Treating patients with posterior SCJ injuries can be done with a closed reduction within 24 hours if there is no evidence of mediastinal compression or vessel injury. (J Pediatr Orthop. 2014;34:369.)
A meta-analysis of 140 patients showed similar success. (Am J Sports Med. 2014;42:2517.) Ninety-two percent of treatments with closed reduction and 95 percent with open reduction had similar outcomes defined as pain-free range of motion without recurrence. Closed reduction was successful if done in less than 48 hours. Final decisions are at the discretion of the orthopedic or vascular surgeon.
Our patient had an acute fracture involving the medial part of the right clavicle at the level of the clavicular head. The small clavicular head demonstrated comminuted fracture and was mildly displaced cephalad from the sternum when compared with the left clavicular head at the sternoclavicular joint. The lateral clavicular shaft fracture fragment was displaced more inferiorly and deep to the clavicular head and the sternum, located within the superior mediastinum, adjacent to the takeoff of the great vessels off the aortic arch.
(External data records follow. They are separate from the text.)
#[derive(Debug, Default, Deserialize, ToSchema)]
#[serde(default)]
pub struct AddPharmacistForm {
    pub username: String,
    pub password: String,
    pub first_name: String,
    pub last_name: String,
    pub email: String,
    pub license_number: String,
    /// Whole number, or empty.
    pub years_experience: String,
}

#[derive(Debug, Default, Deserialize, ToSchema)]
#[serde(default)]
pub struct EditDoctorForm {
    pub first_name: String,
    pub last_name: String,
    pub email: String,
    pub specialty: String,
    pub phone_number: String,
}

#[derive(Debug, Default, Deserialize, ToSchema)]
#[serde(default)]
pub struct MedicineForm {
    pub name: String,
    pub description: String,
    pub manufacturer: String,
    /// Decimal amount, e.g. `4.99`.
    pub unit_price: String,
    pub stock_quantity: String,
}

#[derive(Debug, Default, Deserialize, ToSchema)]
#[serde(default)]
pub struct LabTestForm {
    pub name: String,
    pub description: String,
    /// Decimal amount, e.g. `25.00`.
    pub cost: String,
}

#[derive(Debug, Default, Deserialize, ToSchema)]
#[serde(default)]
pub struct InvoiceForm {
    pub patient_id: String,
    /// `YYYY-MM-DD`, or empty.
    pub due_date: String,
    pub total_amount: String,
    pub notes: String,
}

#[derive(Debug, Default, Deserialize, ToSchema)]
#[serde(default)]
pub struct CategoryForm {
    pub name: String,
    pub description: String,
}

#[derive(Debug, Default, Deserialize, ToSchema)]
#[serde(default)]
pub struct ProductForm {
    /// Category id, or empty.
    pub category_id: String,
    pub name: String,
    pub description: String,
    pub price: String,
    pub stock: String,
}

// ============================================================================
// Views
// ============================================================================

#[derive(Debug, Serialize)]
pub struct AdminDashboard {
    pub notice: Option<Notice>,
    pub total_conversations: i64,
    pub pending_doctor_count: usize,
}

#[derive(Debug, Serialize)]
pub struct DoctorsView {
    pub notice: Option<Notice>,
    pub doctors: Vec<Doctor>,
}

#[derive(Debug, Serialize)]
pub struct PatientsView {
    pub notice: Option<Notice>,
    pub patients: Vec<Patient>,
}

#[derive(Debug, Serialize)]
pub struct MedicinesView {
    pub notice: Option<Notice>,
    pub medicines: Vec<Medicine>,
}

#[derive(Debug, Serialize)]
pub struct LabTestsView {
    pub notice: Option<Notice>,
    pub lab_tests: Vec<LabTest>,
}

#[derive(Debug, Serialize)]
pub struct InvoicesView {
    pub notice: Option<Notice>,
    pub invoices: Vec<Invoice>,
}

#[derive(Debug, Serialize)]
pub struct ReportView {
    pub appointments: AppointmentReport,
}

/// Whole, non-negative count; blank means zero.
fn count(input: &str, field: &str) -> HmsResult<i64> {
    Ok(validation::parse_optional_count(Some(input), field)?.unwrap_or(0))
}

fn optional_id(input: &str, field: &str) -> HmsResult<Option<i64>> {
    validation::parse_optional_count(Some(input), field)
}

impl MedicineForm {
    fn into_new(self) -> HmsResult<NewMedicine> {
        Ok(NewMedicine {
            unit_price: Money::parse(&self.unit_price, "Unit price")?,
            stock_quantity: count(&self.stock_quantity, "Stock quantity")?,
            name: self.name,
            description: self.description,
            manufacturer: self.manufacturer,
        })
    }
}

impl ProductForm {
    fn into_new(self) -> HmsResult<NewProduct> {
        Ok(NewProduct {
            category_id: optional_id(&self.category_id, "Category")?,
            price: Money::parse(&self.price, "Price")?,
            stock: count(&self.stock, "Stock")?,
            name: self.name,
            description: self.description,
        })
    }
}

impl InvoiceForm {
    fn into_new(self) -> HmsResult<NewInvoice> {
        Ok(NewInvoice {
            patient_id: validation::parse_id(&self.patient_id, "Patient")?,
            due_date: validation::parse_optional_date(Some(self.due_date.as_str()))?,
            total_amount: Money::parse(&self.total_amount, "Total amount")?,
            notes: self.notes,
        })
    }
}

// ============================================================================
// Dashboard and doctor approval
// ============================================================================

#[utoipa::path(
    get,
    path = "/dashboard/admin",
    params(NoticeParams),
    responses((status = 200, description = "Conversation total and pending doctor count"))
)]
#[axum::debug_handler]
pub async fn dashboard(
    State(state): State<AppState>,
    Extension(actor): Extension<Actor>,
    Query(params): Query<NoticeParams>,
) -> Result<Json<AdminDashboard>, Response> {
    let total_conversations = MessagingService::new(state.db.clone())
        .total_conversations(&actor)
        .await
        .map_err(refuse_to("/login"))?;
    let pending = ProfileService::new(state.db.clone(), state.cfg.clone())
        .pending_doctors(&actor)
        .await
        .map_err(refuse_to("/login"))?;
    Ok(Json(AdminDashboard {
        notice: params.into_notice(),
        total_conversations,
        pending_doctor_count: pending.len(),
    }))
}

#[utoipa::path(
    get,
    path = "/admin/pending-doctors",
    params(NoticeParams),
    responses((status = 200, description = "Doctors awaiting approval"))
)]
#[axum::debug_handler]
pub async fn pending_doctors(
    State(state): State<AppState>,
    Extension(actor): Extension<Actor>,
    Query(params): Query<NoticeParams>,
) -> Result<Json<DoctorsView>, Response> {
    let doctors = ProfileService::new(state.db.clone(), state.cfg.clone())
        .pending_doctors(&actor)
        .await
        .map_err(refuse_to("/dashboard/admin"))?;
    Ok(Json(DoctorsView {
        notice: params.into_notice(),
        doctors,
    }))
}

#[utoipa::path(
    post,
    path = "/admin/approve-doctor/{id}",
    params(("id" = i64, Path, description = "Doctor user id")),
    responses((status = 303, description = "Redirect to pending doctors with the outcome"))
)]
/// Approve a doctor, allowing them to sign in. Also routed for `GET`.
#[axum::debug_handler]
pub async fn approve_doctor(
    State(state): State<AppState>,
    Extension(actor): Extension<Actor>,
    Path(id): Path<String>,
) -> Response {
    let id = match validation::parse_id(&id, "Doctor") {
        Ok(id) => id,
        Err(e) => return refuse("/admin/pending-doctors", e),
    };
    match ProfileService::new(state.db.clone(), state.cfg.clone())
        .approve_doctor(&actor, id)
        .await
    {
        Ok(doctor) => redirect(
            "/admin/pending-doctors",
            Notice::success(format!("Doctor {} has been approved.", doctor.username)),
        ),
        Err(e) => refuse("/admin/pending-doctors", e),
    }
}

#[utoipa::path(
    post,
    path = "/admin/reject-doctor/{id}",
    params(("id" = i64, Path, description = "Doctor user id")),
    responses((status = 303, description = "Redirect to pending doctors with the outcome"))
)]
/// Reject a doctor, deleting the account. Irreversible. Also routed for `GET`.
#[axum::debug_handler]
pub async fn reject_doctor(
    State(state): State<AppState>,
    Extension(actor): Extension<Actor>,
    Path(id): Path<String>,
) -> Response {
    let id = match validation::parse_id(&id, "Doctor") {
        Ok(id) => id,
        Err(e) => return refuse("/admin/pending-doctors", e),
    };
    match ProfileService::new(state.db.clone(), state.cfg.clone())
        .reject_doctor(&actor, id)
        .await
    {
        Ok(doctor) => redirect(
            "/admin/pending-doctors",
            Notice::success(format!(
                "Doctor {} has been rejected and removed.",
                doctor.username
            )),
        ),
        Err(e) => refuse("/admin/pending-doctors", e),
    }
}

// ============================================================================
// Staff accounts
// ============================================================================

#[utoipa::path(
    get,
    path = "/admin/doctors",
    params(NoticeParams),
    responses((status = 200, description = "All doctors, approved or not"))
)]
#[axum::debug_handler]
pub async fn doctors(
    State(state): State<AppState>,
    Extension(actor): Extension<Actor>,
    Query(params): Query<NoticeParams>,
) -> Result<Json<DoctorsView>, Response> {
    let doctors = ProfileService::new(state.db.clone(), state.cfg.clone())
        .list_doctors(&actor)
        .await
        .map_err(refuse_to("/dashboard/admin"))?;
    Ok(Json(DoctorsView {
        notice: params.into_notice(),
        doctors,
    }))
}
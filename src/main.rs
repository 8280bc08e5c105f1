//! cellgrid - a fixed 26x10 reactive spreadsheet in the terminal

mod cli;
mod config;
mod logging;
#[cfg(feature = "tui")]
mod tui;

use anyhow::{Context, Result};
use cellgrid_core::export::{to_markdown, write_markdown};
use cellgrid_core::{CellgridError, Sheet};
use cellgrid_engine::engine::format_dynamic;
use std::process::ExitCode;

use cli::Options;
use config::Config;

fn main() -> ExitCode {
    let options = match cli::parse_args(std::env::args().skip(1)) {
        Ok(Some(options)) => options,
        Ok(None) => {
            cli::print_usage();
            return ExitCode::SUCCESS;
        }
        Err(e) => {
            eprintln!("Error: {}", e);
            cli::print_usage();
            return ExitCode::FAILURE;
        }
    };

    match run(options) {
        Ok(code) => code,
        Err(e) => {
            eprintln!("Error: {:#}", e);
            ExitCode::FAILURE
        }
    }
}

fn run(options: Options) -> Result<ExitCode> {
    let config = Config::load(options.config.as_deref())?;
    logging::init(&config, !options.is_batch())?;
    tracing::debug!(?config, "configuration loaded");

    let mut sheet = Sheet::new();
    for (cell, input) in &options.sets {
        sheet
            .set_cell(cell, input)
            .with_context(|| format!("setting {}", cell))?;
    }

    if !options.is_batch() {
        return run_interactive(sheet, &config);
    }

    if let Some(path) = &options.output {
        write_markdown(path, &sheet).with_context(|| format!("writing {}", path.display()))?;
        println!("Exported to {}", path.display());
    }
    if options.print {
        print!("{}", to_markdown(&sheet));
    }
    if let Some(formula) = &options.command {
        return Ok(run_command(&sheet, formula));
    }
    Ok(ExitCode::SUCCESS)
}

/// Evaluate one formula and print its display value.
fn run_command(sheet: &Sheet, formula: &str) -> ExitCode {
    match sheet.eval_expression(formula) {
        Ok(value) => {
            println!("{}", format_dynamic(&value));
            ExitCode::SUCCESS
        }
        Err(CellgridError::Rhai(err)) => {
            println!("{}", cellgrid_core::sheet::ERROR_DISPLAY);
            eprintln!("{}", err);
            ExitCode::FAILURE
        }
        Err(err) => {
            eprintln!("Error: {}", err);
            ExitCode::FAILURE
        }
    }
}

#[cfg(feature = "tui")]
fn run_interactive(sheet: Sheet, config: &Config) -> Result<ExitCode> {
    let mut app = tui::App::new(sheet, config.col_width);
    tui::run(&mut app)?;
    Ok(ExitCode::SUCCESS)
}

#[cfg(not(feature = "tui"))]
fn run_interactive(_sheet: Sheet, _config: &Config) -> Result<ExitCode> {
    anyhow::bail!("built without the `tui` feature; use --command, --print or --output")
}
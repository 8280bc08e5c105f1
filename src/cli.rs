//! Command-line argument parsing.

use anyhow::{Result, bail};
use std::path::PathBuf;

#[derive(Debug, Default, PartialEq, Eq)]
pub struct Options {
    /// `(cell, input)` pairs applied in order before anything else.
    pub sets: Vec<(String, String)>,
    pub command: Option<String>,
    pub print: bool,
    pub output: Option<PathBuf>,
    pub config: Option<PathBuf>,
}

impl Options {
    /// Whether the run finishes without starting the TUI.
    pub fn is_batch(&self) -> bool {
        self.command.is_some() || self.print || self.output.is_some()
    }
}

pub fn print_usage() {
    eprintln!("Usage: cellgrid [OPTIONS]");
    eprintln!();
    eprintln!("Options:");
    eprintln!("  -s, --set <CELL=INPUT>    Set a cell before starting (can be repeated)");
    eprintln!("  -c, --command <FORMULA>   Evaluate a formula against the sheet and exit");
    eprintln!("  -p, --print               Print the sheet as a markdown table and exit");
    eprintln!("  -o, --output <FILE>       Export the sheet to a markdown file and exit");
    eprintln!("      --config <FILE>       Load settings from this config file");
    eprintln!("  -h, --help                Print help");
    eprintln!();
    eprintln!("Cells are A0 through Z9. Formulas start with '=' and may use:");
    for builtin in cellgrid_engine::builtins::RANGE_BUILTINS {
        eprintln!("  {:<24}{}", format!("{}(A0:B3)", builtin.sheet_name), builtin.description);
    }
    eprintln!("  {:<24}Typed value of a cell (text stays text)", "@A0");
    eprintln!("  {:<24}Scalar helpers", "ROUND ABS IF CONCAT");
    eprintln!();
    eprintln!("Logging is controlled by the CELLGRID_LOG environment variable.");
}

/// Parse arguments (without the program name). `Ok(None)` means help was
/// requested.
pub fn parse_args<I>(args: I) -> Result<Option<Options>>
where
    I: IntoIterator<Item = String>,
{
    let mut options = Options::default();
    let mut args = args.into_iter();

    while let Some(arg) = args.next() {
        match arg.as_str() {
            "-h" | "--help" => return Ok(None),
            "-s" | "--set" => {
                let Some(value) = args.next() else {
                    bail!("--set requires CELL=INPUT");
                };
                let Some((cell, input)) = value.split_once('=') else {
                    bail!("--set expects CELL=INPUT, got '{}'", value);
                };
                options.sets.push((cell.trim().to_string(), input.to_string()));
            }
            "-c" | "--command" => {
                let Some(value) = args.next() else {
                    bail!("--command requires a formula");
                };
                options.command = Some(value);
            }
            "-p" | "--print" => options.print = true,
            "-o" | "--output" => {
                let Some(value) = args.next() else {
                    bail!("--output requires a file path");
                };
                options.output = Some(PathBuf::from(value));
            }
            "--config" => {
                let Some(value) = args.next() else {
                    bail!("--config requires a file path");
                };
                options.config = Some(PathBuf::from(value));
            }
            other if other.starts_with('-') => bail!("Unknown option: {}", other),
            other => bail!("Unexpected argument: {}", other),
        }
    }

    Ok(Some(options))
}

#[cfg(test)]
mod tests {
    use super::*;

    fn parse(args: &[&str]) -> Result<Option<Options>> {
        parse_args(args.iter().map(|s| s.to_string()))
    }

    #[test]
    fn test_parse_sets_keep_formula_equals() {
        let options = parse(&["-s", "A0=5", "--set", "B0==A0*2"]).unwrap().unwrap();
        assert_eq!(
            options.sets,
            vec![
                ("A0".to_string(), "5".to_string()),
                ("B0".to_string(), "=A0*2".to_string()),
            ]
        );
        assert!(!options.is_batch());
    }

    #[test]
    fn test_parse_batch_modes() {
        let options = parse(&["-c", "1+1", "-p", "-o", "out.md", "--config", "c.toml"])
            .unwrap()
            .unwrap();
        assert_eq!(options.command.as_deref(), Some("1+1"));
        assert!(options.print);
        assert_eq!(options.output, Some(PathBuf::from("out.md")));
        assert_eq!(options.config, Some(PathBuf::from("c.toml")));
        assert!(options.is_batch());
    }

    #[test]
    fn test_parse_help() {
        assert_eq!(parse(&["-p", "--help"]).unwrap(), None);
    }

    #[test]
    fn test_parse_errors() {
        assert!(parse(&["--set"]).is_err());
        assert!(parse(&["--set", "A0"]).is_err());
        assert!(parse(&["-c"]).is_err());
        assert!(parse(&["--bogus"]).is_err());
        assert!(parse(&["file.grd"]).is_err());
    }
}
//! cellgrid-core - UI-agnostic sheet model.

pub mod error;
pub mod export;
pub mod machine;
pub mod sheet;

pub use error::{CellgridError, Result};
pub use machine::{CellEditor, EditEvent, EditState, PendingEdit, Step, Transition};
pub use sheet::Sheet;

pub use cellgrid_engine::engine::{CellRef, GRID_COLS, GRID_ROWS};
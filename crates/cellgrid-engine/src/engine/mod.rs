//! Spreadsheet engine API.
//!
//! This module provides the computation side of the sheet:
//!
//! - [`Cell`], [`CellType`], [`Grid`] - Data structures for cell storage
//! - [`CellRef`] - Cell identifiers (`A0` through `Z9`)
//! - [`detect_cycle`] - Circular reference detection
//! - [`extract_dependencies`] - Parse formula dependencies
//! - [`preprocess_script`] - Transform formulas for Rhai evaluation
//! - [`create_engine`] - Create a Rhai engine with built-in functions
//! - [`format_dynamic`] - Format values for display

mod cell;
mod cell_ref;
mod cycle;
mod deps;
mod eval;
mod format;
mod preprocess;

pub use cell::{Cell, CellType, Grid, ValueCache, new_grid};
pub use cell_ref::{CellRef, GRID_COLS, GRID_ROWS};
pub use cycle::detect_cycle;
pub use deps::{extract_dependencies, normalize_range, parse_range};
pub use eval::{create_engine, eval_formula};
pub use format::{format_dynamic, format_number};
pub use preprocess::{preprocess_script, preprocess_script_with_context};

pub use rhai::{Dynamic, Engine, EvalAltResult};
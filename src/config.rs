//! User configuration (`config.toml`).
//!
//! Looked up in the platform config directory unless a path is given on the
//! command line. A missing default file means defaults; a missing explicit
//! file or a malformed one is an error.

use anyhow::{Context, Result};
use directories::ProjectDirs;
use serde::Deserialize;
use std::path::{Path, PathBuf};

const MIN_COL_WIDTH: usize = 4;
const MAX_COL_WIDTH: usize = 40;

#[derive(Debug, Clone, PartialEq, Eq, Deserialize)]
#[serde(default, deny_unknown_fields)]
pub struct Config {
    /// Display width of each grid column.
    pub col_width: usize,
    /// Default log filter when `CELLGRID_LOG` is unset.
    pub log_level: String,
    /// Where to write logs. Without it the TUI does not log.
    pub log_file: Option<PathBuf>,
}

impl Default for Config {
    fn default() -> Self {
        Config {
            col_width: 10,
            log_level: "warn".to_string(),
            log_file: None,
        }
    }
}

impl Config {
    /// Load from `explicit`, or from the default location if it exists.
    pub fn load(explicit: Option<&Path>) -> Result<Config> {
        let path = match explicit {
            Some(p) => p.to_path_buf(),
            None => match default_config_path() {
                Some(p) if p.exists() => p,
                _ => return Ok(Config::default()),
            },
        };
        let text = std::fs::read_to_string(&path)
            .with_context(|| format!("reading config {}", path.display()))?;
        Config::parse(&text).with_context(|| format!("parsing config {}", path.display()))
    }

    pub fn parse(text: &str) -> Result<Config> {
        let mut config: Config = toml::from_str(text)?;
        config.col_width = config.col_width.clamp(MIN_COL_WIDTH, MAX_COL_WIDTH);
        Ok(config)
    }
}

pub fn default_config_path() -> Option<PathBuf> {
    let proj = ProjectDirs::from("", "", "cellgrid")?;
    Some(proj.config_dir().join("config.toml"))
}

#[cfg(test)]
mod tests {
    use super::*;
    use std::io::Write;

    #[test]
    fn test_parse_empty_is_default() {
        assert_eq!(Config::parse("").unwrap(), Config::default());
    }

    #[test]
    fn test_parse_values_and_clamp() {
        let config = Config::parse("col_width = 200\nlog_level = \"debug\"\nlog_file = \"/tmp/cg.log\"\n")
            .unwrap();
        assert_eq!(config.col_width, MAX_COL_WIDTH);
        assert_eq!(config.log_level, "debug");
        assert_eq!(config.log_file, Some(PathBuf::from("/tmp/cg.log")));
        assert_eq!(Config::parse("col_width = 1").unwrap().col_width, MIN_COL_WIDTH);
    }

    #[test]
    fn test_parse_rejects_unknown_keys() {
        assert!(Config::parse("colour = \"red\"").is_err());
    }

    #[test]
    fn test_load_explicit_file() {
        let mut file = tempfile::NamedTempFile::new().unwrap();
        writeln!(file, "col_width = 12").unwrap();
        let config = Config::load(Some(file.path())).unwrap();
        assert_eq!(config.col_width, 12);
    }

    #[test]
    fn test_load_missing_explicit_file_fails() {
        let dir = tempfile::tempdir().unwrap();
        let err = Config::load(Some(&dir.path().join("nope.toml"))).unwrap_err();
        assert!(format!("{:#}", err).contains("reading config"));
    }
}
CT angiography showed nodular contrast enhancement suspicious for possible venous extravasation at the brachiocephalic SVC junction without any convincing evidence for aortic injury. The trauma team was consulted, and the patient was taken to the operating room for open reduction internal fixation of the right clavicle and open reduction primary repair of the sternoclavicular joint dislocation.
The patient was discharged with a shoulder sling immobilizer and non-weight-bearing right upper extremity. He followed up with physical therapy and rehabilitation, and had complete recovery without any complications.